His historical ventures also include leading the Memorial's Borneo battlefield tour, 1997; Commentator, ABC television broadcast of Anzac Day march, Sydney, 1998–2001; Historical advisor, television series Australians at War (Beyond Productions, 1999–2001); Commentator, Anzac Day national ceremony, Canberra, 2002–06; Leader, Australian War Memorial-Imperial War Museum Joint Study Tour to Crete and Egypt, Sep 2002; Presenter, Revealing Gallipoli, December Films, Apr 2005; Participant, National Summit on History Education, Canberra, Aug 2006; Commentator, ABC television broadcast national ceremony Anzac Day, Canberra, 2007–10. In 2008 he appeared in the documentaries Monash: the Forgotten Anzac and the 4 Corners report on The Great Great History War and Wain Fimeri's recent Charles Bean's Great War. In 2011 he participated in the Shine/Channel 9 series In Their Footsteps as an historical consultant and an on-screen presenter, and contributed to an episode of Who do you think you are? in 2013.

Stanley has been a major participant in several public debates over history. He strongly contested the idea that there was a "Battle for Australia" in 1942, disagreeing opinions that events in Darwin in 1942 during the Second World War represented Japan's intention to invade Australia.
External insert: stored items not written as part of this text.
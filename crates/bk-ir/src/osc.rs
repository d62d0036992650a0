//! Stateless waveform generators.
//!
//! An oscillator maps (frequency in Hz, seconds since note start) to a
//! sample in [-1, 1]. The built-ins form a closed set; user waveforms
//! plug in through the `Custom` variant. Oscillators are immutable
//! values: the same (frequency, time) always yields the same sample.

use std::collections::hash_map::DefaultHasher;
use std::f64::consts::{FRAC_PI_2, TAU};
use std::fmt;
use std::hash::{Hash, Hasher};
use std::sync::Arc;

/// Signature for user-supplied waveform functions.
pub type WaveFn = dyn Fn(f64, f64) -> f64 + Send + Sync;

/// A waveform generator.
#[derive(Clone)]
pub enum Oscillator {
    /// Pure sine.
    Sine,
    /// Piecewise-linear triangle.
    Triangle,
    /// Sign of the sine; the tie at zero crossing goes to +1.
    Square,
    /// Centered sawtooth.
    Saw,
    /// Deterministic pseudo-random samples.
    Noise,
    /// Pulse wave with the given duty cycle in (0, 1).
    Rectangular { duty: f64 },
    /// User-supplied waveform function.
    Custom(Arc<WaveFn>),
}

impl Oscillator {
    /// Wrap a waveform function as an oscillator.
    pub fn custom(wave: impl Fn(f64, f64) -> f64 + Send + Sync + 'static) -> Self {
        Oscillator::Custom(Arc::new(wave))
    }

    /// Sample the waveform `time` seconds into a note of `frequency` Hz.
    pub fn sample(&self, frequency: f64, time: f64) -> f64 {
        match self {
            Oscillator::Sine => sine_wave(frequency, time),
            Oscillator::Triangle => triangle_wave(frequency, time),
            Oscillator::Square => square_wave(frequency, time),
            Oscillator::Saw => saw_wave(frequency, time),
            Oscillator::Noise => noise_wave(frequency, time),
            Oscillator::Rectangular { duty } => rectangular_wave(frequency, time, *duty),
            Oscillator::Custom(wave) => wave(frequency, time),
        }
    }
}

impl fmt::Debug for Oscillator {
    fn fmt(&self, f: &mut fmt::Formatter<'_>) -> fmt::Result {
        match self {
            Oscillator::Sine => f.write_str("Sine"),
            Oscillator::Triangle => f.write_str("Triangle"),
            Oscillator::Square => f.write_str("Square"),
            Oscillator::Saw => f.write_str("Saw"),
            Oscillator::Noise => f.write_str("Noise"),
            Oscillator::Rectangular { duty } => {
                f.debug_struct("Rectangular").field("duty", duty).finish()
            }
            Oscillator::Custom(_) => f.write_str("Custom"),
        }
    }
}

fn sine_wave(frequency: f64, time: f64) -> f64 {
    (frequency * TAU * time).sin()
}

fn triangle_wave(frequency: f64, time: f64) -> f64 {
    (frequency * TAU * time).sin().asin() / FRAC_PI_2
}

fn square_wave(frequency: f64, time: f64) -> f64 {
    1.0f64.copysign((frequency * TAU * time).sin())
}

fn saw_wave(frequency: f64, time: f64) -> f64 {
    let cycles = frequency * time;
    2.0 * (cycles - (cycles + 0.5).floor())
}

/// The same note sampled at the same time must produce the same noise.
fn noise_wave(frequency: f64, time: f64) -> f64 {
    let mut hasher = DefaultHasher::new();
    (frequency * TAU * time).to_bits().hash(&mut hasher);
    1.0 - 2.0 * (hasher.finish() as f64 / u64::MAX as f64)
}

fn rectangular_wave(frequency: f64, time: f64, duty: f64) -> f64 {
    let angle = frequency * TAU * time;
    let position = angle - (angle / TAU).floor() * TAU;
    if position <= duty * TAU {
        1.0
    } else {
        -1.0
    }
}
He argues that the wartime slogan of a 'battle for Australia', used by John Curtin in February 1942 in anticipating invasion by Japan, was taken up in the mid-1990s and applied unjustifiably. These ideas he has developed in his 2008 book Invading Australia. As President of 'Honest History', he has criticised the excesses of the centenary of the Great War and the return toward 'Anzackery' in Australian commemoration.

In his work at the National Museum of Australia Stanley wrote a book about the effects of the 2009 bushfires on a small rural community in Victoria, Black Saturday at Steels Creek (published in 2013 by Scribe Publications).
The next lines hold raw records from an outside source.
//! Live playback: pumps the process-wide venue into the audio backend.

use bk_audio::{AudioOutput, CpalOutput};
use bk_engine::Venue;
use std::sync::atomic::{AtomicBool, Ordering};
use std::sync::Arc;
use std::thread::JoinHandle;

/// Drives `Venue::instance()` through the default audio device on a
/// background thread until stopped.
pub struct Player {
    stop_signal: Arc<AtomicBool>,
    failed: Arc<AtomicBool>,
    thread: Option<JoinHandle<()>>,
}

impl Player {
    /// Start pumping samples. Queue pieces on `Venue::instance()` before
    /// or after starting; an empty queue just plays silence.
    pub fn start() -> Self {
        let stop_signal = Arc::new(AtomicBool::new(false));
        let failed = Arc::new(AtomicBool::new(false));

        let stop = stop_signal.clone();
        let fail = failed.clone();
        let thread = std::thread::spawn(move || {
            audio_thread(stop, fail);
        });

        Self {
            stop_signal,
            failed,
            thread: Some(thread),
        }
    }

    /// Stop the pump and wait for the audio thread to exit.
    pub fn stop(&mut self) {
        self.stop_signal.store(true, Ordering::Relaxed);
        if let Some(handle) = self.thread.take() {
            let _ = handle.join();
        }
    }

    /// False once the audio device could not be opened.
    pub fn is_running(&self) -> bool {
        self.thread.is_some() && !self.failed.load(Ordering::Relaxed)
    }
}

impl Drop for Player {
    fn drop(&mut self) {
        self.stop();
    }
}

fn audio_thread(stop_signal: Arc<AtomicBool>, failed: Arc<AtomicBool>) {
    let Ok((mut output, consumer)) = CpalOutput::new() else {
        failed.store(true, Ordering::Relaxed);
        return;
    };
    let sample_rate = output.sample_rate();
    let time_delta = 1.0 / sample_rate as f64;

    if output.build_stream(consumer).is_err() {
        failed.store(true, Ordering::Relaxed);
        return;
    }
    let _ = output.start();

    let venue = Venue::instance();
    let mut global_time = 0.0;
    while !stop_signal.load(Ordering::Relaxed) {
        output.write_spin(venue.get_sample(0, global_time, time_delta));
        global_time += time_delta;
    }
}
Stanley also writes as a freelance author. One of his most recent military history books, surveying the Australian experience of the Great War, is told entirely through the lives and words of people called Smith or Schmidt – Digger Smith and Australia's Great War published by Murdoch/Pier 9 in October 2011. Stanley published Lost Boys of Anzac with NewSouth in 2014, and Die in battle: Do not Despair: Indians on Gallipoli, 1915 with Helion (UK) in 2015. He edited A Welch Calypso, Tom Stevens's memoir of his time in the West Indies in the early 1950s, also for Helion.
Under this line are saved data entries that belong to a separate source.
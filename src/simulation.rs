use rand::Rng;

use crate::{
    collision::{pair_mut, CollisionResolver},
    config::{Arena, SimulationConfig},
    error::ConfigError,
    grid::SpatialGrid,
    integrator::Integrator,
    particle::{Color, Particle},
    vector::Vector2,
};

/// The structure owning the particles and advancing them in time.
///
/// Each sub-step integrates every particle, re-buckets it in the [`SpatialGrid`], then resolves the
/// collisions between the candidate pairs the grid yields.
///
/// ```
/// # use jostle::prelude::*;
/// let mut simulation = Simulation::new(1000.0, 600.0, 0, 50, 30, 10.0)?;
///
/// simulation.spawn(Vector2::new(500.0, 300.0), Vector2::new(10.0, 0.0), Color::RED);
/// simulation.set_attraction_target(None);
/// simulation.step_frame();
///
/// assert_eq!(simulation.particles()[0].position, Vector2::new(510.0, 300.0));
/// # Ok::<(), ConfigError>(())
/// ```
#[derive(Clone, Debug)]
pub struct Simulation {
    config: SimulationConfig,
    particles: Vec<Particle>,
    grid: SpatialGrid,
    integrator: Integrator,
    resolver: CollisionResolver,
    attraction_target: Option<Vector2>,
    collisions: usize,
}

impl Simulation {
    /// Creates a [`Simulation`] with `particle_count` motionless particles at random positions.
    ///
    /// Every other parameter takes its default value from [`config`](crate::config).
    pub fn new(
        arena_width: f64,
        arena_height: f64,
        particle_count: usize,
        grid_width: usize,
        grid_height: usize,
        radius: f64,
    ) -> Result<Self, ConfigError> {
        Self::from_config(SimulationConfig {
            arena: Arena::new(arena_width, arena_height),
            particle_count,
            grid_width,
            grid_height,
            radius,
            ..Default::default()
        })
    }

    /// Creates a [`Simulation`] from a configuration, placing the initial particles with the thread-local generator.
    pub fn from_config(config: SimulationConfig) -> Result<Self, ConfigError> {
        Self::from_config_with_rng(config, &mut rand::thread_rng())
    }

    /// Creates a [`Simulation`] from a configuration, placing the initial particles with the given generator.
    ///
    /// The same configuration and seed always give the same initial state.
    pub fn from_config_with_rng<R: Rng + ?Sized>(
        config: SimulationConfig,
        rng: &mut R,
    ) -> Result<Self, ConfigError> {
        config.validate()?;

        let particles = (0..config.particle_count)
            .map(|_| Particle::random(config.arena, config.radius, config.color, rng))
            .collect();

        tracing::debug!(
            particles = config.particle_count,
            grid_width = config.grid_width,
            grid_height = config.grid_height,
            arena_width = config.arena.width,
            arena_height = config.arena.height,
            "created simulation"
        );

        Ok(Self {
            grid: SpatialGrid::new(config.arena, config.grid_width, config.grid_height),
            integrator: Integrator::from_config(&config),
            resolver: CollisionResolver::new(config.elasticity),
            attraction_target: None,
            collisions: 0,
            particles,
            config,
        })
    }
}

impl Simulation {
    /// Adds a particle with the shared radius.
    ///
    /// It is integrated, and therefore moved inside the arena, on the next sub-step.
    #[inline]
    pub fn spawn(&mut self, position: Vector2, velocity: Vector2, color: Color) {
        self.particles
            .push(Particle::new(position, velocity, self.config.radius, color));
    }

    /// Sets the point particles are pulled toward, or stops the pull with `None`.
    #[inline]
    pub fn set_attraction_target(&mut self, target: Option<Vector2>) {
        self.attraction_target = target;
    }

    /// The point particles are currently pulled toward, if any.
    #[inline]
    pub const fn attraction_target(&self) -> Option<Vector2> {
        self.attraction_target
    }

    /// Advances the simulation by one sub-step.
    ///
    /// Separating a pair resting against a wall can push one of them past it. It is moved back
    /// inside, and its velocity reflected, when it is integrated on the next sub-step.
    pub fn step_substep(&mut self) {
        let Self {
            config,
            particles,
            grid,
            integrator,
            resolver,
            attraction_target,
            collisions,
        } = self;

        grid.clear();

        for (id, particle) in particles.iter_mut().enumerate() {
            particle.acceleration = config.gravity;
            integrator.step(id, particle, grid, *attraction_target);
        }

        *collisions = 0;
        grid.for_each_candidate_pair(config.pair_policy, |i, j| {
            let (a, b) = pair_mut(particles, i, j);
            if resolver.resolve(a, b) {
                *collisions += 1;
            }
        });
    }

    /// Advances the simulation by one frame, made of [`sub_steps`](SimulationConfig::sub_steps) sub-steps.
    pub fn step_frame(&mut self) {
        let mut collisions = 0;
        for _ in 0..self.config.sub_steps {
            self.step_substep();
            collisions += self.collisions;
        }

        tracing::trace!(
            particles = self.particles.len(),
            collisions,
            "stepped frame"
        );
    }
}

impl Simulation {
    /// The particles, in the order they were created.
    #[inline]
    pub fn particles(&self) -> &[Particle] {
        &self.particles
    }

    /// Number of particles.
    #[inline]
    pub fn len(&self) -> usize {
        self.particles.len()
    }

    /// Returns true if there are no particles.
    #[inline]
    pub fn is_empty(&self) -> bool {
        self.particles.is_empty()
    }

    /// The broad-phase grid as built during the last sub-step.
    #[inline]
    pub const fn grid(&self) -> &SpatialGrid {
        &self.grid
    }

    /// The configuration the simulation was built with.
    #[inline]
    pub const fn config(&self) -> &SimulationConfig {
        &self.config
    }

    /// The region particles are confined to.
    #[inline]
    pub const fn arena(&self) -> Arena {
        self.config.arena
    }

    /// Number of colliding pairs resolved during the last sub-step.
    ///
    /// With [`PairPolicy::AllNeighbors`](crate::config::PairPolicy::AllNeighbors) a pair counts once per visit.
    #[inline]
    pub const fn collisions(&self) -> usize {
        self.collisions
    }

    /// Sum of the kinetic energy of all the particles.
    #[inline]
    pub fn kinetic_energy(&self) -> f64 {
        self.particles.iter().map(Particle::kinetic_energy).sum()
    }
}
Stanley writes historical fiction. His novel 'The Weight of Light', set in the islands in 1945 was accepted by Pandanus Press in 2014 – just before the publisher failed. Simpson's Donkey, a fictional book for children, was published by Murdoch/Pier 9 in 2011. The first novel in his Mansergh series, following the exploits of Sergeant Nelson Mansergh of the Bengal Artillery, The Cunning Man (set in the first Anglo-Sikh War), was published by Bobbie Graham in 2014. Five further volumes, following Mansergh through to the First Burmese War, have been self-published by Two Dogs Leaping Press: Alienation and The Devil's Uncle in 2020, and The Weight of Light, On Private Affairs, and Golden Pagoda in 2022. Four further volumes to round out the series will be issued as e-books only.

In 2001, Stanley criticised the ABC Television mini-series Changi, claiming that the program was an in-accurate and misleading portrayal of the Second World War POW camp in Singapore.

==Bibliography==

Starting in 1977—and as at 2019—Stanley has written (or co-written) 27 books and edited eight others, published two novels and co-authored a booklet, and composed at least 46 chapters in books and anthologies, more than 60 journal articles, seven encyclopaedia entries and numerous papers. In 2011, his book Bad Characters: Sex, Crime, Mutiny, Murder and the Australian Imperial Force (2010) was the joint winner of the Prime Minister's Prize for Australian History.